10 things you need to know today: October 10, 2016
Trump and Clinton trade harsh criticism in debate, dissipating Hurricane Matthew heads to sea, and more
- 1. Trump and Clinton clash in ugly debate
- 2. Trump holds pre-debate panel with Bill Clinton accusers
- 3. Deadly Hurricane Matthew heads to sea, leaving behind flooding
- 4. NBC suspends Billy Bush over his role in lewd Trump video
- 5. Missiles fired from rebel-controlled Yemen hit near U.S. Navy destroyer
- 6. Cholera outbreak reported in hurricane-ravaged Haiti
- 7. Israel says Palestinian gunman killed 2 people in Jerusalem
- 8. Ethiopia declares state of emergency
- 9. Samsung temporarily halts Galaxy Note 7 production
- 10. Harvard, MIT professors win economics Nobel for work on contracts
1. Trump and Clinton clash in ugly debate
Presidential candidates Hillary Clinton and Donald Trump traded harsh attacks Sunday in a bitter debate in Missouri. Trump, his campaign reeling after 48 hours of intense criticism over a 2005 recording in which he discusses using his celebrity status to force himself on women, unleashed what many said was an unprecedented debate-stage attack, accusing Clinton of smearing women who accused her husband, Bill Clinton, of sexually assaulting or harassing them, saying Clinton had "hate in her heart," and essentially threatening to jail her over her handling of her emails as secretary of state. Clinton said Trump has offended not just women but minorities and people with disabilities. "This is who Donald Trump is," she said. "The question for us, the question our country must answer, is that this is not who we are."

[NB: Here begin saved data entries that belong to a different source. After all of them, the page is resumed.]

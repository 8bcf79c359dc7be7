//! Order commands.

use chrono::{DateTime, Utc};

use crm::CrmConfig;
use crm::models::OrderInput;
use crm_core::{CustomerId, OrderId, ProductId};

use super::{CliError, connect, print_json};

/// Create an order.
pub async fn create(
    config: &CrmConfig,
    customer_id: CustomerId,
    product_ids: Vec<ProductId>,
    order_date: Option<DateTime<Utc>>,
) -> Result<(), CliError> {
    let engine = connect(config).await?;
    let order = engine
        .create_order(&OrderInput {
            customer_id,
            product_ids,
            order_date,
        })
        .await?;
    print_json(&order)
}

/// Print an order.
pub async fn show(config: &CrmConfig, id: OrderId) -> Result<(), CliError> {
    let engine = connect(config).await?;
    let order = engine.get_order(id).await?;
    print_json(&order)
}
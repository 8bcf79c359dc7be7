//! CRM - Customer, product and order mutation backend.
//!
//! # Architecture
//!
//! ```text
//! MutationEngine ──> EntityRepository ──> CrmTransaction ──> PgStore / MemoryStore
//!        │                  │
//!        └── Clock          └── crm_core::validate, totals
//! ```
//!
//! Every mutation runs in one store transaction and commits only when it
//! succeeds, except the bulk customer import, which commits the rows that
//! passed and reports the rest.
//!
//! # Modules
//!
//! - [`config`] - Environment configuration
//! - [`db`] - Row-store traits, `PostgreSQL` and in-memory backends
//! - [`error`] - User-facing mutation errors
//! - [`jobs`] - Scheduled heartbeat, restock, reminder and report jobs
//! - [`models`] - Customers, products, orders and report rows
//! - [`mutations`] - The transactional mutation engine
//! - [`repository`] - Validated entity access within a transaction
//! - [`telemetry`] - Tracing and Sentry setup
//! - [`totals`] - Derived order totals

#![cfg_attr(not(test), forbid(unsafe_code))]

pub mod clock;
pub mod config;
pub mod db;
pub mod error;
pub mod jobs;
pub mod models;
pub mod mutations;
pub mod repository;
pub mod telemetry;
pub mod totals;

pub use clock::{Clock, FixedClock, SystemClock};
pub use config::{ConfigError, CrmConfig, JobConfig, SentryConfig};
pub use db::{CrmStore, CrmTransaction, MemoryStore, PgStore, RepositoryError};
pub use error::{ErrorKind, ErrorPayload, MutationError};
pub use mutations::{BulkCreateCustomers, LowStockUpdate, MutationEngine};
//! Error types for nxtctl

use nxt_throttle_session::{ConfigError, SessionError};
use thiserror::Error;

#[derive(Error, Debug)]
pub enum CliError {
    #[error("Could not connect: {0}")]
    ConnectFailed(String),

    #[error("Calibration step failed: {0}")]
    CalibrationFailed(String),

    #[error("Invalid configuration: {0}")]
    InvalidConfiguration(#[from] ConfigError),

    #[error("Input closed before calibration finished")]
    InputClosed,

    #[error("Session error: {0}")]
    Session(SessionError),

    #[error("IO error: {0}")]
    IoError(#[from] std::io::Error),

    #[error("JSON error: {0}")]
    JsonError(#[from] serde_json::Error),
}

impl From<SessionError> for CliError {
    fn from(err: SessionError) -> Self {
        match err {
            SessionError::Connect(e) => Self::ConnectFailed(e.to_string()),
            SessionError::Config(e) => Self::InvalidConfiguration(e),
            SessionError::State(e) => Self::CalibrationFailed(e.to_string()),
            other => Self::Session(other),
        }
    }
}

impl CliError {
    pub fn exit_code(&self) -> i32 {
        match self {
            Self::ConnectFailed(_) => 2,
            Self::CalibrationFailed(_) | Self::InputClosed => 3,
            Self::InvalidConfiguration(_) | Self::JsonError(_) => 4,
            Self::Session(_) | Self::IoError(_) => 1,
        }
    }
}
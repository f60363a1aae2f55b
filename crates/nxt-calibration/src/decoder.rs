//! Raw tick to percentage decoding

use crate::{AxisCalibration, AxisId};

/// Throttle readings below this percentage report as zero.
pub const DEFAULT_THROTTLE_DEAD_ZONE: f64 = 7.0;

/// Value reported for an axis with no calibrated reading.
pub const UNAVAILABLE_PERCENT: f64 = -1.0;

const FULL_SCALE: f64 = 100.0;

/// Decodes raw encoder ticks into axis percentages.
///
/// Throttle and yaw report the magnitude of travel, clamped to `[0, 100]`.
/// Pitch is inverted relative to the other axes and keeps its sign, so the
/// lower half of its travel reads negative; only the upper bound is clamped.
///
/// # Examples
///
/// ```
/// use nxt_throttle_calibration::{AxisCalibration, AxisDecoder, AxisId};
///
/// let decoder = AxisDecoder::default();
/// let calib = AxisCalibration::infer(-350, 2);
/// let percent = decoder.percent(AxisId::Throttle, -174, &calib);
/// assert!((percent - 50.0).abs() < 1e-9);
/// ```
#[derive(Debug, Clone, Copy, PartialEq)]
pub struct AxisDecoder {
    throttle_dead_zone: f64,
}

impl Default for AxisDecoder {
    fn default() -> Self {
        Self {
            throttle_dead_zone: DEFAULT_THROTTLE_DEAD_ZONE,
        }
    }
}

impl AxisDecoder {
    pub fn new(throttle_dead_zone: f64) -> Self {
        Self { throttle_dead_zone }
    }

    pub fn throttle_dead_zone(&self) -> f64 {
        self.throttle_dead_zone
    }

    /// Decode `raw_ticks` for `axis`. `calib` must be calibrated.
    pub fn percent(&self, axis: AxisId, raw_ticks: i32, calib: &AxisCalibration) -> f64 {
        let mut signed = i64::from(raw_ticks) * i64::from(calib.direction.sign());
        if axis == AxisId::Pitch {
            signed = -signed;
        }
        let max_rotation = f64::from(calib.max_rotation.max(1));

        match axis {
            AxisId::Pitch => (signed as f64 / max_rotation * FULL_SCALE).min(FULL_SCALE),
            AxisId::Throttle | AxisId::Yaw => {
                let p = (signed.abs() as f64 / max_rotation * FULL_SCALE).clamp(0.0, FULL_SCALE);
                if axis == AxisId::Throttle && p < self.throttle_dead_zone {
                    0.0
                } else {
                    p
                }
            }
        }
    }

    /// Decode when possible, otherwise report [`UNAVAILABLE_PERCENT`].
    pub fn reported_percent(
        &self,
        axis: AxisId,
        raw_ticks: Option<i32>,
        calib: &AxisCalibration,
    ) -> f64 {
        match raw_ticks {
            Some(raw) if calib.calibrated => self.percent(axis, raw, calib),
            _ => UNAVAILABLE_PERCENT,
        }
    }
}

/// Decode with the default throttle dead zone.
pub fn percent(axis: AxisId, raw_ticks: i32, calib: &AxisCalibration) -> f64 {
    AxisDecoder::default().percent(axis, raw_ticks, calib)
}
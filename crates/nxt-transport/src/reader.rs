//! Blocking frame reads for stream channels

use crate::{Channel, TransportResult};
use nxt_throttle_protocol::{FrameAssembler, FrameProgress, ResponseLayout};
use tracing::trace;

/// Read exactly one reply frame, issuing as many reads as the channel needs.
///
/// A read that returns no bytes before the frame is complete ends the frame
/// early and surfaces as [`ProtocolError::Truncated`].
///
/// [`ProtocolError::Truncated`]: nxt_throttle_protocol::ProtocolError::Truncated
pub fn read_frame(channel: &dyn Channel, layout: ResponseLayout) -> TransportResult<Vec<u8>> {
    let mut assembler = FrameAssembler::new(layout);
    let mut want = assembler.remaining();

    loop {
        let chunk = channel.read(want)?;
        if chunk.is_empty() {
            break;
        }
        trace!(len = chunk.len(), "frame chunk");
        match assembler.push(&chunk) {
            FrameProgress::Complete => break,
            FrameProgress::NeedMore(next) => want = next,
        }
    }

    Ok(assembler.finish()?)
}

#[cfg(test)]
mod tests {
    use super::*;
    use crate::TransportError;
    use crate::mock::MockChannel;
    use nxt_throttle_protocol::{MotorPositionReply, ProtocolError, encode_motor_state_reply};

    fn reply(layout: ResponseLayout, rotation: i32) -> Vec<u8> {
        encode_motor_state_reply(
            layout,
            &MotorPositionReply {
                port: 0,
                tacho_count: rotation,
                rotation_count: rotation,
            },
        )
    }

    #[test]
    fn test_read_frame_whole() -> Result<(), Box<dyn std::error::Error>> {
        let channel = MockChannel::stream();
        let bytes = reply(ResponseLayout::LengthPrefixed, 42);
        channel.queue_read(bytes.clone());

        let frame = read_frame(&channel, ResponseLayout::LengthPrefixed)?;
        assert_eq!(frame, bytes);
        Ok(())
    }

    #[test]
    fn test_read_frame_short_reads() -> Result<(), Box<dyn std::error::Error>> {
        let channel = MockChannel::stream().with_max_chunk(3);
        let bytes = reply(ResponseLayout::LengthPrefixed, -350);
        channel.queue_read(bytes.clone());

        let frame = read_frame(&channel, ResponseLayout::LengthPrefixed)?;
        assert_eq!(frame, bytes);
        Ok(())
    }

    #[test]
    fn test_read_frame_leaves_next_frame_queued() -> Result<(), Box<dyn std::error::Error>> {
        let channel = MockChannel::stream();
        let first = reply(ResponseLayout::LengthPrefixed, 1);
        let second = reply(ResponseLayout::LengthPrefixed, 2);
        let mut joined = first.clone();
        joined.extend_from_slice(&second);
        channel.queue_read(joined);

        assert_eq!(read_frame(&channel, ResponseLayout::LengthPrefixed)?, first);
        assert_eq!(read_frame(&channel, ResponseLayout::LengthPrefixed)?, second);
        Ok(())
    }

    #[test]
    fn test_read_frame_timeout_is_truncated() {
        let channel = MockChannel::stream();
        let bytes = reply(ResponseLayout::LengthPrefixed, 5);
        channel.queue_read(bytes.get(..10).map(<[u8]>::to_vec).unwrap_or_default());

        let result = read_frame(&channel, ResponseLayout::LengthPrefixed);
        assert!(matches!(
            result,
            Err(TransportError::Protocol(ProtocolError::Truncated {
                expected: 27,
                actual: 10
            }))
        ));
    }

    #[test]
    fn test_read_frame_nothing_received() {
        let channel = MockChannel::stream();
        let result = read_frame(&channel, ResponseLayout::LengthPrefixed);
        assert!(matches!(
            result,
            Err(TransportError::Protocol(ProtocolError::Truncated { actual: 0, .. }))
        ));
    }

    #[test]
    fn test_read_frame_disconnected() {
        let channel = MockChannel::stream();
        channel.disconnect();
        let result = read_frame(&channel, ResponseLayout::LengthPrefixed);
        assert!(matches!(result, Err(TransportError::Disconnected)));
    }
}
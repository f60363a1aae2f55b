//! Per-axis shared records
//!
//! Each axis has its own lock so the requester, the receive callback and
//! readers of `axis_percent` only contend on the axis they touch.

use nxt_throttle_calibration::{
    AxisCalibration, AxisDecoder, AxisId, AxisRuntimeState, UNAVAILABLE_PERCENT,
};
use parking_lot::Mutex;
use tracing::info;

#[derive(Debug, Clone, Copy, Default, PartialEq)]
pub struct AxisRecord {
    pub calibration: AxisCalibration,
    pub runtime: AxisRuntimeState,
    /// Forward calibration waits for the next reply on this axis.
    pub pending_forward: bool,
}

#[derive(Debug, Default)]
pub struct AxisTable {
    throttle: Mutex<AxisRecord>,
    pitch: Mutex<AxisRecord>,
    yaw: Mutex<AxisRecord>,
}

impl AxisTable {
    pub fn new() -> Self {
        Self::default()
    }

    fn record(&self, axis: AxisId) -> &Mutex<AxisRecord> {
        match axis {
            AxisId::Throttle => &self.throttle,
            AxisId::Pitch => &self.pitch,
            AxisId::Yaw => &self.yaw,
        }
    }

    pub fn snapshot(&self, axis: AxisId) -> AxisRecord {
        *self.record(axis).lock()
    }

    /// Forget calibration and readings for every axis.
    pub fn reset_all(&self) {
        for axis in AxisId::ALL {
            *self.record(axis).lock() = AxisRecord::default();
        }
    }

    pub fn clear_runtime(&self, axis: AxisId) {
        let mut record = self.record(axis).lock();
        record.runtime.clear();
    }

    pub fn set_pending_forward(&self, axis: AxisId, pending: bool) {
        self.record(axis).lock().pending_forward = pending;
    }

    /// Install calibration inferred from a forward-extreme reading.
    pub fn apply_forward(&self, axis: AxisId, raw_forward: i32, leeway: i32) -> AxisCalibration {
        let calibration = AxisCalibration::infer(raw_forward, leeway);
        {
            let mut record = self.record(axis).lock();
            record.calibration = calibration;
            record.pending_forward = false;
            record.runtime.record(raw_forward);
            record.runtime.last_emitted_percent = None;
        }
        info!(
            axis = %axis,
            raw_forward,
            direction = ?calibration.direction,
            max_rotation = calibration.max_rotation,
            "axis calibrated"
        );
        calibration
    }

    /// Record a fresh reading, completing a pending forward calibration.
    pub fn observe(&self, axis: AxisId, raw_ticks: i32, leeway: i32) {
        let pending = {
            let mut record = self.record(axis).lock();
            if !record.pending_forward {
                record.runtime.record(raw_ticks);
            }
            record.pending_forward
        };
        if pending {
            self.apply_forward(axis, raw_ticks, leeway);
        }
    }

    pub fn raw_ticks(&self, axis: AxisId) -> Option<i32> {
        self.record(axis).lock().runtime.raw_ticks
    }

    /// Current percentage, or `None` while uncalibrated or before any reading.
    pub fn percent(&self, axis: AxisId, decoder: &AxisDecoder) -> Option<f64> {
        let record = self.record(axis).lock();
        match record.runtime.raw_ticks {
            Some(raw) if record.calibration.calibrated => {
                Some(decoder.percent(axis, raw, &record.calibration))
            }
            _ => None,
        }
    }

    pub fn reported_percent(&self, axis: AxisId, decoder: &AxisDecoder) -> f64 {
        self.percent(axis, decoder).unwrap_or(UNAVAILABLE_PERCENT)
    }

    /// Decode the axis and mark the value emitted when it differs from the
    /// last one handed downstream.
    pub fn take_change(&self, axis: AxisId, decoder: &AxisDecoder) -> Option<(i32, f64)> {
        let mut record = self.record(axis).lock();
        let raw = record.runtime.raw_ticks?;
        if !record.calibration.calibrated {
            return None;
        }
        let percent = decoder.percent(axis, raw, &record.calibration);
        record.runtime.mark_emitted(percent).then_some((raw, percent))
    }
}

#[cfg(test)]
mod tests {
    use super::*;
    use nxt_throttle_calibration::Direction;

    #[test]
    fn test_uncalibrated_reports_sentinel() {
        let table = AxisTable::new();
        let decoder = AxisDecoder::default();
        table.observe(AxisId::Throttle, 40, 3);

        assert_eq!(table.raw_ticks(AxisId::Throttle), Some(40));
        assert_eq!(table.percent(AxisId::Throttle, &decoder), None);
        assert!((table.reported_percent(AxisId::Throttle, &decoder) + 1.0).abs() < 1e-9);
    }

    #[test]
    fn test_forward_then_half_travel() {
        let table = AxisTable::new();
        let decoder = AxisDecoder::default();
        let calib = table.apply_forward(AxisId::Yaw, -350, 2);
        assert_eq!(calib.direction, Direction::Reverse);
        assert_eq!(calib.max_rotation, 348);

        table.observe(AxisId::Yaw, -174, 2);
        assert!(table
            .percent(AxisId::Yaw, &decoder)
            .is_some_and(|p| (p - 50.0).abs() < 1e-9));
    }

    #[test]
    fn test_pending_forward_consumes_next_reading() {
        let table = AxisTable::new();
        table.set_pending_forward(AxisId::Pitch, true);
        table.observe(AxisId::Pitch, 200, 3);

        let record = table.snapshot(AxisId::Pitch);
        assert!(!record.pending_forward);
        assert!(record.calibration.calibrated);
        assert_eq!(record.calibration.max_rotation, 197);
    }

    #[test]
    fn test_take_change_only_on_difference() {
        let table = AxisTable::new();
        let decoder = AxisDecoder::default();
        table.apply_forward(AxisId::Yaw, 100, 0);

        assert_eq!(table.take_change(AxisId::Yaw, &decoder), Some((100, 100.0)));
        assert_eq!(table.take_change(AxisId::Yaw, &decoder), None);

        table.observe(AxisId::Yaw, 25, 0);
        assert_eq!(table.take_change(AxisId::Yaw, &decoder), Some((25, 25.0)));
    }

    #[test]
    fn test_reset_all_clears_calibration() {
        let table = AxisTable::new();
        table.apply_forward(AxisId::Throttle, 300, 3);
        table.reset_all();

        let record = table.snapshot(AxisId::Throttle);
        assert_eq!(record, AxisRecord::default());
    }
}
//! NXT protocol error types.

use thiserror::Error;

#[derive(Debug, Clone, PartialEq, Eq, Error)]
pub enum ProtocolError {
    #[error("Truncated packet: expected {expected} bytes, got {actual}")]
    Truncated { expected: usize, actual: usize },

    #[error("Malformed packet: {0}")]
    Malformed(String),

    #[error("Device rejected command with status {0:#04x}")]
    DeviceStatus(u8),

    #[error("Unsupported rotation count offset {0} (expected 21 or 23)")]
    UnsupportedOffset(usize),
}

pub type ProtocolResult<T> = Result<T, ProtocolError>;

#[cfg(test)]
mod tests {
    use super::*;

    #[test]
    fn test_error_display() {
        let err = ProtocolError::Truncated {
            expected: 27,
            actual: 12,
        };
        assert_eq!(err.to_string(), "Truncated packet: expected 27 bytes, got 12");

        let err = ProtocolError::DeviceStatus(0xEC);
        assert_eq!(err.to_string(), "Device rejected command with status 0xec");
    }

    #[test]
    fn test_unsupported_offset_display() {
        let err = ProtocolError::UnsupportedOffset(22);
        assert_eq!(
            err.to_string(),
            "Unsupported rotation count offset 22 (expected 21 or 23)"
        );
    }
}
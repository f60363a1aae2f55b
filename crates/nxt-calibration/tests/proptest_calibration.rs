//! Property-based tests for calibration: polarity inference and decoding bounds.

#[cfg(test)]
mod proptest_calibration {
    use nxt_throttle_calibration::{
        AxisCalibration, AxisDecoder, AxisId, DEFAULT_THROTTLE_DEAD_ZONE, Direction, percent,
    };
    use proptest::prelude::*;

    fn any_direction() -> impl Strategy<Value = Direction> {
        prop_oneof![Just(Direction::Forward), Just(Direction::Reverse)]
    }

    fn calibrated(direction: Direction, max_rotation: i32) -> AxisCalibration {
        AxisCalibration {
            direction,
            max_rotation,
            calibrated: true,
        }
    }

    proptest! {
        #![proptest_config(ProptestConfig::with_cases(500))]

        // --- Yaw follows min(100, |r*d| / m * 100) exactly ---

        #[test]
        fn yaw_matches_reference_formula(
            raw in -100_000i32..100_000,
            direction in any_direction(),
            max_rotation in 1i32..50_000,
        ) {
            let calib = calibrated(direction, max_rotation);
            let expected = ((i64::from(raw) * i64::from(direction.sign())).abs() as f64
                / f64::from(max_rotation) * 100.0).min(100.0);
            let output = percent(AxisId::Yaw, raw, &calib);
            prop_assert!((output - expected).abs() < 1e-9,
                "yaw({}) = {}, expected {}", raw, output, expected);
        }

        // --- Throttle stays in [0, 100] and never reports inside the dead zone ---

        #[test]
        fn throttle_bounded_outside_dead_zone(
            raw in any::<i32>(),
            direction in any_direction(),
            max_rotation in 1i32..=i32::MAX,
        ) {
            let calib = calibrated(direction, max_rotation);
            let output = percent(AxisId::Throttle, raw, &calib);
            prop_assert!((0.0..=100.0).contains(&output), "throttle {} out of range", output);
            prop_assert!(output == 0.0 || output >= DEFAULT_THROTTLE_DEAD_ZONE,
                "throttle {} inside dead zone", output);
        }

        // --- Pitch never exceeds full scale ---

        #[test]
        fn pitch_upper_bound(
            raw in any::<i32>(),
            direction in any_direction(),
            max_rotation in 1i32..=i32::MAX,
        ) {
            let calib = calibrated(direction, max_rotation);
            let output = AxisDecoder::default().percent(AxisId::Pitch, raw, &calib);
            prop_assert!(output <= 100.0);
            prop_assert!(output.is_finite());
        }

        // --- Inference: direction follows the sign, travel is never below one ---

        #[test]
        fn inference_sign_and_floor(raw in any::<i32>(), leeway in 0i32..=3) {
            let calib = AxisCalibration::infer(raw, leeway);
            prop_assert!(calib.calibrated);
            prop_assert!(calib.max_rotation >= 1);
            let expected_direction = if raw < 0 { Direction::Reverse } else { Direction::Forward };
            prop_assert_eq!(calib.direction, expected_direction);
        }

        // --- The calibrated extreme reads as full travel ---

        #[test]
        fn forward_extreme_reads_full(raw in 10i32..100_000, negative in any::<bool>(), leeway in 0i32..=3) {
            let raw = if negative { -raw } else { raw };
            let calib = AxisCalibration::infer(raw, leeway);
            for axis in [AxisId::Throttle, AxisId::Yaw] {
                let output = percent(axis, raw, &calib);
                prop_assert!((output - 100.0).abs() < 1e-9, "{} at extreme = {}", axis, output);
            }
        }
    }
}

The Washington Post The New York Times
2. Trump holds pre-debate panel with Bill Clinton accusers
Donald Trump, hoping to divert attention from a video that leaked on Friday showing him bragging about forcing himself on women without their consent, held a panel Sunday in Missouri with four women who have accused Bill Clinton of sexual misconduct. Juanita Broaddrick, Paula Jones, Kathleen Willey, and Kathy Shelton appeared onstage with Trump about 90 minutes before the start of Trump's second presidential debate with Hillary Clinton. Trump called them "four very courageous women." In 1999, Broaddrick claimed Clinton raped her in 1978; she once signed an affidavit saying Clinton hadn't raped her, but recanted. He denied the allegation. Hillary Clinton's campaign dismissed the event as a desperate "stunt" meant to salvage an imploding campaign.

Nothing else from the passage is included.